A voir, Les critiques, Paris, Théâtre
Mère d'Ambre Matton
Mère d'Ambre Matton

Photo Marion Stalens

Avec deux spectacles à son actif, dont ce Mère frondeur et jubilatoire présenté actuellement à la Reine-Blanche, Ambre Matton fait preuve d’autant d’humour que d’acuité, et impose son style, entre le réel, la fantaisie et les grands mythes. Avec ses cinq acolytes survoltées, elles font du plateau un terrain de jeu cathartique et hilarant.

Elles ont de l’énergie à revendre, peur de pas grand-chose, un humour costaud et vif, l’esprit affuté et au fait de son temps, des sujets à brasser, des enjeux à prendre à bras le corps pour les partager dans l’ici et maintenant de la représentation. Elles sont six femmes au plateau, elles pratiquent un théâtre joyeux et décomplexé qui réfléchit nos places et nos liens à l’aune de la société, qui n’a besoin d’aucun renfort scénographique, d’aucune machinerie, pour exister. Comme dans Soldate, leur précédent opus repéré à Avignon l’été dernier dans le cadre de la programmation hors les murs de la Scierie, le dispositif est le même, léger. À peine quelques changements de costumes, une poignée de chaises, beaucoup d’allant, c’est un théâtre qui mise avant tout sur le jeu. Et en cela nous offre la jubilation de découvrir de nouvelles têtes, de belles personnalités scéniques qui toutes existent pleinement dans leurs épiphanies en solo, en duo ou dans le groupe.
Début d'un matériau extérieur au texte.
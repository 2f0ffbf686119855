//! `taylor-sim` library crate.
//!
//! The binary (`taylor`) is a thin wrapper around this library so that:
//!
//! - the rule engine is testable without spawning processes
//! - the CLI and the TUI share one simulation pipeline

pub mod app;
pub mod cli;
pub mod config;
pub mod domain;
pub mod error;
pub mod logging;
pub mod math;
pub mod plot;
pub mod report;
pub mod rule;
pub mod tui;
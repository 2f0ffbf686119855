//! Application error type.
//!
//! The rule engine itself never fails; `AppError` only covers the layers around
//! it (argument/config validation, terminal setup, output encoding). Each error
//! carries the process exit code `main` should return.

/// Exit code for invalid user input or configuration.
pub const EXIT_INVALID_INPUT: u8 = 2;

/// Exit code for runtime failures (terminal, output encoding).
pub const EXIT_RUNTIME: u8 = 4;

#[derive(Clone)]
pub struct AppError {
    exit_code: u8,
    message: String,
}

impl AppError {
    pub fn new(exit_code: u8, message: impl Into<String>) -> Self {
        Self {
            exit_code,
            message: message.into(),
        }
    }

    /// An input that falls outside the displayed slider bounds under `--strict`.
    pub fn out_of_domain(field: &str, value: f64, bounds: (f64, f64)) -> Self {
        Self::new(
            EXIT_INVALID_INPUT,
            format!(
                "Out of domain: {field}={value} (expected a finite value in [{}, {}]).",
                bounds.0, bounds.1
            ),
        )
    }

    pub fn exit_code(&self) -> u8 {
        self.exit_code
    }

    pub fn message(&self) -> &str {
        &self.message
    }
}

impl std::fmt::Display for AppError {
    fn fmt(&self, f: &mut std::fmt::Formatter<'_>) -> std::fmt::Result {
        write!(f, "{}", self.message)
    }
}

impl std::fmt::Debug for AppError {
    fn fmt(&self, f: &mut std::fmt::Formatter<'_>) -> std::fmt::Result {
        f.debug_struct("AppError")
            .field("exit_code", &self.exit_code)
            .field("message", &self.message)
            .finish()
    }
}

impl std::error::Error for AppError {}
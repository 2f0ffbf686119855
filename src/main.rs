use std::process::ExitCode;

fn main() -> ExitCode {
    match taylor_sim::app::run() {
        Ok(()) => ExitCode::SUCCESS,
        Err(err) => {
            eprintln!("{err}");
            ExitCode::from(err.exit_code())
        }
    }
}
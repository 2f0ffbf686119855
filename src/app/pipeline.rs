//! Shared "simulate" logic used by both CLI and TUI front-ends.
//!
//! Keeping this in one place guarantees the rate readout, the curve and the
//! density are always computed from the same `(inflation, gap, region)` triple.
//! The front-ends then only decide how to present the result.

use serde::{Deserialize, Serialize};

use crate::domain::{CurvePoint, DensityPoint, Regime, RegionParameters, RuleInput};
use crate::rule::{
    current_sample_index, generate_confidence_density, generate_rate_curve, evaluate, regime,
};

/// All computed outputs for one input triple.
#[derive(Debug, Clone, PartialEq, Serialize, Deserialize)]
#[serde(rename_all = "camelCase")]
pub struct Simulation {
    pub input: RuleInput,
    pub params: RegionParameters,
    pub regime: Regime,
    pub implied_rate: f64,
    pub curve: Vec<CurvePoint>,
    pub density: Vec<DensityPoint>,
    /// Index into `curve` of the point nearest the live inflation input.
    pub current_index: Option<usize>,
}

/// Run the rule, the curve sampler and the density sampler for `input`.
pub fn simulate(input: &RuleInput) -> Simulation {
    let implied_rate = evaluate(input).implied_rate;
    let curve = generate_rate_curve(input.output_gap, input.region, input.inflation);
    let density = generate_confidence_density(implied_rate);
    let current_index = current_sample_index(&curve);

    tracing::debug!(
        inflation = input.inflation,
        output_gap = input.output_gap,
        region = input.region.display_name(),
        implied_rate,
        curve_points = curve.len(),
        density_points = density.len(),
        marked = ?current_index,
        "simulated policy rule"
    );

    Simulation {
        input: *input,
        params: input.region.parameters(),
        regime: regime(input.inflation),
        implied_rate,
        curve,
        density,
        current_index,
    }
}
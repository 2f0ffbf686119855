//! Command-line parsing for the policy rule simulator.
//!
//! The goal of this module is to keep **argument parsing** separate from the
//! rule code. Inputs left unset here are filled from `config::SimDefaults`.

use clap::{Args, Parser, Subcommand};

use crate::domain::{Region, RuleVariant};

/// Top-level CLI.
#[derive(Debug, Parser)]
#[command(name = "taylor", version, about = "Policy-rate rule simulator (kinked Taylor rule)")]
pub struct Cli {
    #[command(subcommand)]
    pub command: Command,
}

/// CLI subcommands.
#[derive(Debug, Subcommand)]
pub enum Command {
    /// Print the implied policy rate, rule comparison and optional stance.
    Rate(RateArgs),
    /// Print the implied rate across the inflation grid (1.00%..3.00%), or
    /// output-gap scenario paths with `--gap-scenario`.
    Curve(CurveArgs),
    /// Print the illustrative confidence density around the implied rate.
    Density(SampleArgs),
    /// Launch the interactive simulator.
    Tui(RuleArgs),
}

/// Rule inputs shared by every subcommand.
#[derive(Debug, Args, Clone, Default)]
pub struct RuleArgs {
    /// Core inflation (%). Defaults to $TAYLOR_INFLATION or 2.2.
    #[arg(short = 'i', long, allow_hyphen_values = true)]
    pub inflation: Option<f64>,

    /// Output gap (% of potential). Defaults to $TAYLOR_GAP or 0.5.
    #[arg(short = 'g', long, allow_hyphen_values = true)]
    pub gap: Option<f64>,

    /// Region whose neutral rate applies. Defaults to $TAYLOR_REGION or us.
    #[arg(short = 'r', long, value_enum, ignore_case = true)]
    pub region: Option<Region>,

    /// Observed policy rate (%) to assess the stance against.
    #[arg(long, allow_hyphen_values = true)]
    pub actual: Option<f64>,

    /// Reject inflation outside [1, 5] or output gap outside [-3, 3].
    #[arg(long)]
    pub strict: bool,
}

/// Options for the `rate` readout.
#[derive(Debug, Args, Clone)]
pub struct RateArgs {
    #[command(flatten)]
    pub rule: RuleArgs,

    /// Also show the post-crisis rule with this financial-stress reading.
    #[arg(long, allow_hyphen_values = true)]
    pub financial_stress: Option<f64>,

    /// Print the full simulation as JSON instead of text.
    #[arg(long)]
    pub json: bool,
}

/// Options for the sampled outputs (`curve`, `density`).
#[derive(Debug, Args, Clone)]
pub struct SampleArgs {
    #[command(flatten)]
    pub rule: RuleArgs,

    /// Print the samples as JSON instead of a table.
    #[arg(long)]
    pub json: bool,

    /// Skip the ASCII plot.
    #[arg(long)]
    pub no_plot: bool,

    /// Plot width (columns).
    #[arg(long, default_value_t = 61)]
    pub width: usize,

    /// Plot height (rows).
    #[arg(long, default_value_t = 15)]
    pub height: usize,
}

/// Options for `curve`.
#[derive(Debug, Args, Clone)]
pub struct CurveArgs {
    #[command(flatten)]
    pub sample: SampleArgs,

    /// Output gap (%) of one scenario path; repeat for several. Switches the
    /// output to the scenario view around the live inflation.
    #[arg(long = "gap-scenario", allow_hyphen_values = true)]
    pub gap_scenarios: Vec<f64>,

    /// Rule evaluated along the scenario paths.
    #[arg(long, value_enum, default_value_t = RuleVariant::Nonlinear)]
    pub variant: RuleVariant,
}

#[cfg(test)]
mod tests {
    use super::*;

    #[test]
    fn parses_rate_flags() {
        let cli = Cli::parse_from(["taylor", "rate", "-i", "3.0", "-g", "-1.5", "-r", "canada", "--actual", "2.25"]);
        let Command::Rate(args) = cli.command else {
            panic!("expected rate");
        };
        assert_eq!(args.rule.inflation, Some(3.0));
        assert_eq!(args.rule.gap, Some(-1.5));
        assert_eq!(args.rule.region, Some(Region::Canada));
        assert_eq!(args.rule.actual, Some(2.25));
        assert!(!args.rule.strict);
        assert!(!args.json);
    }

    #[test]
    fn region_accepts_display_spelling() {
        let cli = Cli::parse_from(["taylor", "curve", "--region", "US", "--json"]);
        let Command::Curve(args) = cli.command else {
            panic!("expected curve");
        };
        assert_eq!(args.sample.rule.region, Some(Region::Us));
        assert!(args.sample.json);
        assert_eq!(args.sample.width, 61);
        assert!(args.gap_scenarios.is_empty());
        assert_eq!(args.variant, RuleVariant::Nonlinear);
    }

    #[test]
    fn region_flag_and_environment_share_spellings() {
        for label in ["us", "US", "usa", "canada", "Canada", "ca", "can", "CAN"] {
            let cli = Cli::parse_from(["taylor", "rate", "-r", label]);
            let Command::Rate(args) = cli.command else {
                panic!("expected rate");
            };
            assert_eq!(args.rule.region, Region::parse_label(label), "label={label}");
            assert!(args.rule.region.is_some());
        }
    }

    #[test]
    fn parses_gap_scenarios_and_variant() {
        let cli = Cli::parse_from([
            "taylor",
            "curve",
            "--gap-scenario",
            "-0.8",
            "--gap-scenario",
            "0.4",
            "--variant",
            "taylor1999",
            "--no-plot",
        ]);
        let Command::Curve(args) = cli.command else {
            panic!("expected curve");
        };
        assert_eq!(args.gap_scenarios, vec![-0.8, 0.4]);
        assert_eq!(args.variant, RuleVariant::Taylor1999);
        assert!(args.sample.no_plot);
    }

    #[test]
    fn density_takes_sample_options() {
        let cli = Cli::parse_from(["taylor", "density", "--width", "40", "-i", "3.1"]);
        let Command::Density(args) = cli.command else {
            panic!("expected density");
        };
        assert_eq!(args.width, 40);
        assert_eq!(args.rule.inflation, Some(3.1));
    }

    #[test]
    fn unset_inputs_stay_unset() {
        let cli = Cli::parse_from(["taylor", "tui"]);
        let Command::Tui(args) = cli.command else {
            panic!("expected tui");
        };
        assert_eq!(args.inflation, None);
        assert_eq!(args.gap, None);
        assert_eq!(args.region, None);
    }
}
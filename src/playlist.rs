//! Builds the extended-M3U documents: sequential channel resolution, the
//! header and `#EXTINF`/URL entry pairs, and the verbatim custom-fragment
//! merge.

use std::fs;
use std::path::Path;

use anyhow::{Context, Result};
use tracing::{info, warn};

use crate::gitv::{self, ChannelRecord};
use crate::groups::GroupRules;

pub const EXTM3U_HEADER: &str = "#EXTM3U";

/// A channel whose play pointer resolved, carrying its direct stream URL and
/// assigned group. Lives only between resolution and assembly.
#[derive(Debug, Clone)]
pub struct ResolvedChannel {
    pub record: ChannelRecord,
    pub stream_url: String,
    pub group: String,
}

/// In-memory extended-M3U document.
///
/// Always starts with the `#EXTM3U` header line; every channel contributes
/// exactly two lines, so before fragments are appended the document holds
/// `1 + 2 * channel_count()` lines.
#[derive(Debug, Clone)]
pub struct PlaylistDocument {
    text: String,
    channels: usize,
}

impl PlaylistDocument {
    #[must_use]
    pub fn new() -> Self {
        Self {
            text: format!("{EXTM3U_HEADER}\n"),
            channels: 0,
        }
    }

    pub fn push_channel(&mut self, group: &str, name: &str, url: &str) {
        self.text
            .push_str(&format!("#EXTINF:-1 group-title={group},{name}\n{url}\n"));
        self.channels += 1;
    }

    /// Appends already-formatted playlist text without touching it.
    pub fn append_raw(&mut self, fragment: &str) {
        self.text.push_str(fragment);
    }

    #[must_use]
    pub fn channel_count(&self) -> usize {
        self.channels
    }

    #[must_use]
    pub fn as_str(&self) -> &str {
        &self.text
    }
}

impl Default for PlaylistDocument {
    fn default() -> Self {
        Self::new()
    }
}

/// Resolves every record's play pointer into a direct stream URL, assigning
/// groups as it goes. A record whose pointer fails to resolve is skipped
/// with a warning and appears in neither output document.
pub async fn resolve_channels(
    client: &reqwest::Client,
    records: Vec<ChannelRecord>,
    rules: &GroupRules,
) -> Vec<ResolvedChannel> {
    let mut resolved = Vec::with_capacity(records.len());

    for record in records {
        info!("Processing {}-{}-{}", record.tag, record.chn_name, record.chn_code);
        match gitv::resolve_stream_url(client, &record.play_url).await {
            Ok(stream_url) => {
                let group = rules.classify(&record.chn_name).to_string();
                resolved.push(ResolvedChannel {
                    record,
                    stream_url,
                    group,
                });
            }
            Err(e) => warn!("Skipping {}: {e:#}", record.chn_name),
        }
    }

    resolved
}

/// Builds the full and the kid-safe documents in one pass over the resolved
/// channels. The kid-safe document drops every group `rules` marks as
/// restricted.
#[must_use]
pub fn assemble(
    channels: &[ResolvedChannel],
    rules: &GroupRules,
) -> (PlaylistDocument, PlaylistDocument) {
    let mut full = PlaylistDocument::new();
    let mut kid = PlaylistDocument::new();

    for channel in channels {
        full.push_channel(&channel.group, &channel.record.chn_name, &channel.stream_url);
        if rules.kid_safe(&channel.group) {
            kid.push_channel(&channel.group, &channel.record.chn_name, &channel.stream_url);
        }
    }

    (full, kid)
}

/// Concatenated contents of every `*.m3u` file in `dir`, sorted by file name
/// so the merge does not depend on directory listing order.
///
/// A missing directory reads as "no fragments"; an unreadable fragment is an
/// error.
///
/// # Errors
/// Errors when the directory or one of its fragments cannot be read.
pub fn read_custom_fragments(dir: &Path) -> Result<String> {
    if !dir.is_dir() {
        return Ok(String::new());
    }

    let mut paths = Vec::new();
    for entry in fs::read_dir(dir)
        .with_context(|| format!("Listing custom fragment dir {}", dir.display()))?
    {
        let path = entry
            .with_context(|| format!("Listing custom fragment dir {}", dir.display()))?
            .path();
        if path.is_file() && path.extension().is_some_and(|ext| ext == "m3u") {
            paths.push(path);
        }
    }
    paths.sort();

    let mut merged = String::new();
    for path in paths {
        let contents = fs::read_to_string(&path)
            .with_context(|| format!("Reading custom fragment {}", path.display()))?;
        merged.push_str(&contents);
    }

    Ok(merged)
}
Mais là où Soldate déployait sa fougue dans le tout terrain du plein air et les transformait en guerrières aussi comiques que téméraires, embrassant et questionnant les récits héroïques au féminin dans une friche en périphérie de la ville, Mère couve l’intimité de ses scènes sous la charpente chaleureuse du Théâtre de la Reine-Blanche et sous les lumières subtiles de Zoé Ritchie qui découpent l’espace en halos isolants quand il le faut, sculptent les corps vibrionnants et installent des ambiances changeantes en accord avec les états psychiques et physiques des protagonistes.

L’entrée en matière pose le cadre et le thème abordé : un stage intensif autour de la relation mère-fille sous la houlette d’une médiatrice borderline et de son assistante zélée. Entre échauffements pour se mettre en condition, cercles de parole houleux et déflagrations personnelles, les jours passent cahin-caha et la situation de départ vole en éclats. À l’écriture et à la mise en scène, ainsi qu’au plateau avec ses coéquipières, Ambre Matton révèle une plume tranchante et roborative, toute en ruptures de ton, dérapages et pétages de plomb, aussi drôle que percutante. Rien de psychologique dans la manière d’aborder la figure maternelle, thématique largement rebattue, mais c’est l’enjeu financier que creuse la jeune autrice à la tête d’une compagnie fraichement née (en 2024) au titre programmatique : La Tronçonneuse. C’est donc forcément sous un angle aussi rentre-dedans que non consensuel – l’argent – qu’elle avance ses pions. Un tabou encore, surtout lorsqu’il s’agit d’aborder le sacro-saint amour inconditionnel, le sacrifice maternel qui a toujours bon dos. Chez Ambre Matton, le don de soi se fait avec perte (économique) et fracas (psychique), inégalité ravageuse à laquelle elle rend justice à sa façon, avec un humour qui fait mouche, des statistiques documentées, des détours mythologiques du côté de Thétis et Médée, un titre d’Anne Sylvestre en plein dans le mille et un sens de l’observation aiguisé. Combien ça coûte l’amour ? Est-il possible de chiffrer la dette autant que de l’effacer ?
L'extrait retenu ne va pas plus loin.